Animada pelas memórias que me deixaram com um sorriso ridículo (e algo doentio) na cara na fila de supermercado do Jumbo, dei conta, para grande alívio, que a fila recomeçara a andar e afinal o iogurte líquido era mesmo oferta na compra do pack de 4 iogurtes de aromas, e não, o senhor não estava a tentar roubar nada nem ninguém, e a sua versão estava correcta desde o início. Pensei eu que em 10 minutos podia ter feito coisas muito mais interessantes, e que tinha acabado de perder 10 minutos da minha vida que jamais iriam voltar. Pouco menos de meio metro abaixo de mim, a criança quase que chorava de tanta angústia, e a voz já débil resistia porém num último pedido de ajuda: "Oh mãaaaaaeee... os Morangos mãe ... já não vou ver os Morangos por tua culpa, não falo mais contigo, és má, não gosto de ti, a culpa é toda tua". Por estas alturas já eu retirava os meus artigos do cestinho e os ajeitava cuidadosamente o mais próximo possível das compras do jovem da frente, na esperança de que tal me levasse a ser mais rapidamente atendida.
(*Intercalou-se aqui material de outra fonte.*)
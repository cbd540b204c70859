//! `netinv nams <VLAN>`

use netinv_api::DriverLauncher;
use netinv_core::{Inventory, NamRecord};
use tabled::Tabled;

use crate::cli::{GlobalOpts, VlanArgs};
use crate::error::CliError;
use crate::output;

#[derive(Tabled)]
struct NamRow {
    #[tabled(rename = "NAM")]
    nam: String,
    #[tabled(rename = "Building")]
    building: String,
    #[tabled(rename = "Room")]
    room: String,
    #[tabled(rename = "Switch")]
    switch: String,
    #[tabled(rename = "Port")]
    port: String,
    #[tabled(rename = "State")]
    port_state: String,
    #[tabled(rename = "Speed (cfg)")]
    configured_speed: String,
    #[tabled(rename = "Speed (actual)")]
    actual_speed: String,
}

impl From<&NamRecord> for NamRow {
    fn from(n: &NamRecord) -> Self {
        Self {
            nam: n.nam.clone(),
            building: n.building.clone(),
            room: n.room.clone(),
            switch: n.switch.clone(),
            port: n.port.clone(),
            port_state: n.port_state.clone(),
            configured_speed: n.configured_speed.clone(),
            actual_speed: n.actual_speed.clone(),
        }
    }
}

pub async fn handle<L: DriverLauncher>(
    inventory: &Inventory<L>,
    args: VlanArgs,
    global: &GlobalOpts,
) -> Result<(), CliError> {
    let out = inventory.nams(&args.vlan).await?;
    super::note_issues(&out, "NAM rows", global);

    let rendered = output::render_list(
        &global.output,
        &out.records,
        |n| NamRow::from(n),
        |n| n.nam.clone(),
    );
    output::print_output(&rendered, global.quiet);
    Ok(())
}
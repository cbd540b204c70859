//! Config subcommand handlers.

use dialoguer::{Confirm, Input, Select};

use crate::cli::{ConfigArgs, ConfigCommand, GlobalOpts, OutputFormat};
use crate::config::{self, Config, Profile};
use crate::error::CliError;
use crate::output;

// ── Helpers ─────────────────────────────────────────────────────────

/// Map a dialoguer / interactive I/O failure into CliError.
fn prompt_err(e: impl std::fmt::Display) -> CliError {
    CliError::Validation {
        field: "interactive".into(),
        reason: format!("prompt failed: {e}"),
    }
}

fn available_profiles(cfg: &Config) -> String {
    let mut names: Vec<&str> = cfg.profiles.keys().map(String::as_str).collect();
    if names.is_empty() {
        return "(none)".into();
    }
    names.sort_unstable();
    names.join(", ")
}

fn redact(cfg: &mut Config) {
    for profile in cfg.profiles.values_mut() {
        if profile.password.is_some() {
            profile.password = Some("********".into());
        }
    }
}

// ── Handler ─────────────────────────────────────────────────────────

pub fn handle(args: ConfigArgs, global: &GlobalOpts) -> Result<(), CliError> {
    match args.command {
        ConfigCommand::Path => {
            output::print_output(&config::config_path().display().to_string(), global.quiet);
            Ok(())
        }

        ConfigCommand::Init => init(),

        // ── Show ────────────────────────────────────────────────────
        ConfigCommand::Show => {
            let mut cfg = config::load_config()?;
            redact(&mut cfg);
            let out = match global.output {
                OutputFormat::Json => serde_json::to_string_pretty(&cfg).map_err(|e| {
                    CliError::Internal(format!("failed to render config: {e}"))
                })?,
                OutputFormat::JsonCompact => serde_json::to_string(&cfg).map_err(|e| {
                    CliError::Internal(format!("failed to render config: {e}"))
                })?,
                OutputFormat::Yaml => output::render_yaml(&cfg),
                OutputFormat::Table | OutputFormat::Plain => toml::to_string_pretty(&cfg)
                    .map_err(|e| CliError::Internal(format!("failed to render config: {e}")))?,
            };
            output::print_output(&out, global.quiet);
            Ok(())
        }

        // ── Profiles ────────────────────────────────────────────────
        ConfigCommand::Profiles => {
            let cfg = config::load_config()?;
            let default = cfg.default_profile.as_deref().unwrap_or("default");
            if cfg.profiles.is_empty() {
                eprintln!("No profiles configured. Run: netinv config init");
                return Ok(());
            }
            let mut names: Vec<&String> = cfg.profiles.keys().collect();
            names.sort_unstable();
            for name in names {
                let marker = if name == default { " *" } else { "" };
                println!("{name}{marker}");
            }
            Ok(())
        }

        // ── Use <name> ─────────────────────────────────────────────
        ConfigCommand::Use { name } => {
            let mut cfg = config::load_config()?;
            if !cfg.profiles.contains_key(&name) {
                return Err(CliError::ProfileNotFound {
                    available: available_profiles(&cfg),
                    name,
                });
            }
            cfg.default_profile = Some(name.clone());
            config::save_config(&cfg)?;
            eprintln!("✓ Default profile set to '{name}'");
            Ok(())
        }

        // ── SetPassword ─────────────────────────────────────────────
        ConfigCommand::SetPassword { profile } => {
            let cfg = config::load_config()?;
            let profile_name = profile.unwrap_or_else(|| config::active_profile_name(global, &cfg));
            if !cfg.profiles.contains_key(&profile_name) {
                return Err(CliError::ProfileNotFound {
                    available: available_profiles(&cfg),
                    name: profile_name,
                });
            }

            let password = rpassword::prompt_password(format!("Password for '{profile_name}': "))?;
            if password.is_empty() {
                return Err(CliError::Validation {
                    field: "password".into(),
                    reason: "password cannot be empty".into(),
                });
            }
            netinv_config::store_password(&profile_name, &password)?;
            eprintln!("✓ Password stored in system keyring for profile '{profile_name}'");
            Ok(())
        }
    }
}

// ── Init: interactive wizard ────────────────────────────────────────

fn init() -> Result<(), CliError> {
    let config_path = config::config_path();
    eprintln!("netinv configuration wizard");
    eprintln!("   Config path: {}\n", config_path.display());

    let mut cfg = config::load_config()?;

    let profile_name: String = Input::new()
        .with_prompt("Profile name")
        .default("default".into())
        .interact_text()
        .map_err(prompt_err)?;

    let portal: String = Input::new()
        .with_prompt("Portal URL")
        .default("https://mynetwork.example.edu/cgi-bin/netadmin.pl".into())
        .validate_with(|input: &String| -> Result<(), String> {
            url::Url::parse(input)
                .map(|_| ())
                .map_err(|e| format!("not a URL: {e}"))
        })
        .interact_text()
        .map_err(prompt_err)?;

    let environments = &["production (push challenge)", "other (no secondary factor)"];
    let environment = match Select::new()
        .with_prompt("Environment")
        .items(environments)
        .default(0)
        .interact()
        .map_err(prompt_err)?
    {
        0 => "production".to_string(),
        _ => Input::new()
            .with_prompt("Environment name")
            .default("development".into())
            .interact_text()
            .map_err(prompt_err)?,
    };

    let username: String = Input::new()
        .with_prompt("Username")
        .interact_text()
        .map_err(prompt_err)?;

    let webdriver: String = Input::new()
        .with_prompt("WebDriver server URL")
        .default(cfg.defaults.webdriver.clone())
        .interact_text()
        .map_err(prompt_err)?;

    let mut profile = Profile::new(portal);
    profile.environment = environment;
    profile.username = Some(username);
    if webdriver != cfg.defaults.webdriver {
        profile.webdriver = Some(webdriver);
    }

    let store_password = Confirm::new()
        .with_prompt("Store the portal password in the system keyring now?")
        .default(true)
        .interact()
        .map_err(prompt_err)?;
    if store_password {
        let password = rpassword::prompt_password("Password: ")?;
        if !password.is_empty() {
            netinv_config::store_password(&profile_name, &password)?;
            eprintln!("   ✓ Password stored in system keyring");
        }
    }

    cfg.profiles.insert(profile_name.clone(), profile);
    cfg.default_profile = Some(profile_name.clone());
    config::save_config(&cfg)?;

    eprintln!("\n✓ Configuration written to {}", config_path.display());
    eprintln!("  Active profile: {profile_name}");
    eprintln!("\n  Test it: netinv vlans");
    Ok(())
}
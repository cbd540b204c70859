// Transport configuration for the HTTP client that talks to the WebDriver
// server (geckodriver, chromedriver, or a remote Selenium grid).
//
// TLS here applies to the WebDriver endpoint only. Certificate handling for
// the portal itself happens inside the browser and is controlled through
// the `acceptInsecureCerts` capability (see `BrowserOptions`).

use std::path::PathBuf;
use std::time::Duration;

use crate::error::Error;

/// TLS verification mode for the WebDriver endpoint.
#[derive(Debug, Clone)]
pub enum TlsMode {
    /// Use the system certificate store.
    System,
    /// Use a custom CA certificate from the given PEM file.
    CustomCa(PathBuf),
    /// Accept any certificate (self-signed grid endpoints).
    DangerAcceptInvalid,
}

/// Shared transport configuration for building the WebDriver HTTP client.
#[derive(Debug, Clone)]
pub struct TransportConfig {
    pub tls: TlsMode,
    /// Per-command timeout. Navigation to a slow CGI page counts against it,
    /// so it is deliberately generous.
    pub timeout: Duration,
}

impl Default for TransportConfig {
    fn default() -> Self {
        Self {
            tls: TlsMode::System,
            timeout: Duration::from_secs(90),
        }
    }
}

impl TransportConfig {
    /// Build a `reqwest::Client` from this config.
    pub fn build_client(&self) -> Result<reqwest::Client, Error> {
        let mut builder = reqwest::Client::builder()
            .timeout(self.timeout)
            .user_agent(concat!("netinv/", env!("CARGO_PKG_VERSION")));

        match &self.tls {
            TlsMode::System => {}
            TlsMode::CustomCa(path) => {
                let cert_pem = std::fs::read(path)
                    .map_err(|e| Error::Tls(format!("failed to read CA cert: {e}")))?;
                let cert = reqwest::Certificate::from_pem(&cert_pem)
                    .map_err(|e| Error::Tls(format!("invalid CA cert: {e}")))?;
                builder = builder.add_root_certificate(cert);
            }
            TlsMode::DangerAcceptInvalid => {
                builder = builder.danger_accept_invalid_certs(true);
            }
        }

        builder
            .build()
            .map_err(|e| Error::Tls(format!("failed to build HTTP client: {e}")))
    }

    pub fn with_timeout(mut self, timeout: Duration) -> Self {
        self.timeout = timeout;
        self
    }
}

#[cfg(test)]
mod tests {
    use super::*;

    #[test]
    fn missing_ca_file_is_a_tls_error() {
        let config = TransportConfig {
            tls: TlsMode::CustomCa(PathBuf::from("/nonexistent/netinv-ca.pem")),
            ..TransportConfig::default()
        };
        let err = config.build_client().err();
        assert!(matches!(err, Some(Error::Tls(ref msg)) if msg.contains("failed to read CA cert")));
    }
}
// ── Session state machine ──
//
// A pure transition function: given the current state, an event and the
// portal environment, return the next state plus the side effects the
// controller must perform. Nothing here touches the browser.

use netinv_api::Environment;
use strum::Display;
use thiserror::Error;

/// Lifecycle of one portal session.
#[derive(Debug, Clone, Copy, PartialEq, Eq, Default, Display)]
pub enum SessionState {
    #[default]
    Unauthenticated,
    Authenticating,
    /// Production only: the out-of-band challenge is in progress.
    SecondaryFactorPending,
    Live,
    /// A fetched page failed the liveness check.
    Stale,
    /// Terminal. The browser session has been released, after a fault or
    /// an explicit close.
    Failed,
}

impl SessionState {
    pub fn is_terminal(self) -> bool {
        matches!(self, Self::Failed)
    }

    pub fn is_live(self) -> bool {
        matches!(self, Self::Live)
    }
}

/// Inputs to the state machine.
#[derive(Debug, Clone, Copy, PartialEq, Eq, Display)]
pub enum SessionEvent {
    /// Start the first login.
    Begin,
    /// The login form was filled and submitted.
    CredentialsSubmitted,
    /// The manual push was requested inside the challenge frame.
    PushRequested,
    /// The post-login liveness marker was observed.
    MarkerConfirmed,
    /// A fetched page failed the liveness check.
    LivenessLost,
    /// Re-run the login flow after going stale.
    Relogin,
    /// Any unrecoverable failure.
    Fault,
    /// The caller is done with the session.
    Close,
}

/// Side effects requested by a transition, executed in order.
#[derive(Debug, Clone, Copy, PartialEq, Eq, Display)]
pub enum Effect {
    LaunchDriver,
    SubmitCredentials,
    RunSecondaryFactor,
    AwaitMarker,
    Release,
}

#[derive(Debug, Clone, PartialEq, Eq)]
pub struct Transition {
    pub next: SessionState,
    pub effects: Vec<Effect>,
}

impl Transition {
    fn to(next: SessionState, effects: &[Effect]) -> Self {
        Self {
            next,
            effects: effects.to_vec(),
        }
    }
}

#[derive(Debug, Clone, Copy, PartialEq, Eq, Error)]
#[error("Invalid session transition: {event} while {from}")]
pub struct InvalidTransition {
    pub from: SessionState,
    pub event: SessionEvent,
}

/// Compute the next state for `event`.
///
/// The only backward edge is `Stale --Relogin--> Authenticating`.
/// `Fault` and `Close` move any non-terminal state to `Failed` and request
/// release.
pub fn transition(
    state: SessionState,
    event: SessionEvent,
    environment: Environment,
) -> Result<Transition, InvalidTransition> {
    use Effect::{AwaitMarker, LaunchDriver, Release, RunSecondaryFactor, SubmitCredentials};
    use SessionEvent as E;
    use SessionState as S;

    let next = match (state, event) {
        (S::Unauthenticated, E::Begin) => {
            Transition::to(S::Authenticating, &[LaunchDriver, SubmitCredentials])
        }
        (S::Stale, E::Relogin) => Transition::to(S::Authenticating, &[SubmitCredentials]),

        (S::Authenticating, E::CredentialsSubmitted) => {
            if environment.requires_secondary_factor() {
                Transition::to(S::SecondaryFactorPending, &[RunSecondaryFactor])
            } else {
                Transition::to(S::Authenticating, &[AwaitMarker])
            }
        }
        (S::SecondaryFactorPending, E::PushRequested) => {
            Transition::to(S::SecondaryFactorPending, &[AwaitMarker])
        }
        (S::Authenticating | S::SecondaryFactorPending, E::MarkerConfirmed) => {
            Transition::to(S::Live, &[])
        }

        (S::Live, E::LivenessLost) => Transition::to(S::Stale, &[]),

        (from, E::Fault | E::Close) if !from.is_terminal() => {
            Transition::to(S::Failed, &[Release])
        }

        (from, event) => return Err(InvalidTransition { from, event }),
    };

    Ok(next)
}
Animada também pela boa nova de que o fim estava próximo, a senhora fecha a revista e, na tentativa de apaziguar a filha já sem forças e derrotada em campo de batalha, diz: "Deixa lá filha, logo sentas-te com a mãe depois do jornal a ver a Floribela".
É neste ponto, como futura profissional de saúde e, quem sabe, madrinha de crisma de alguém, que me começo seriamente a preocupar com o futuro das nossas crianças.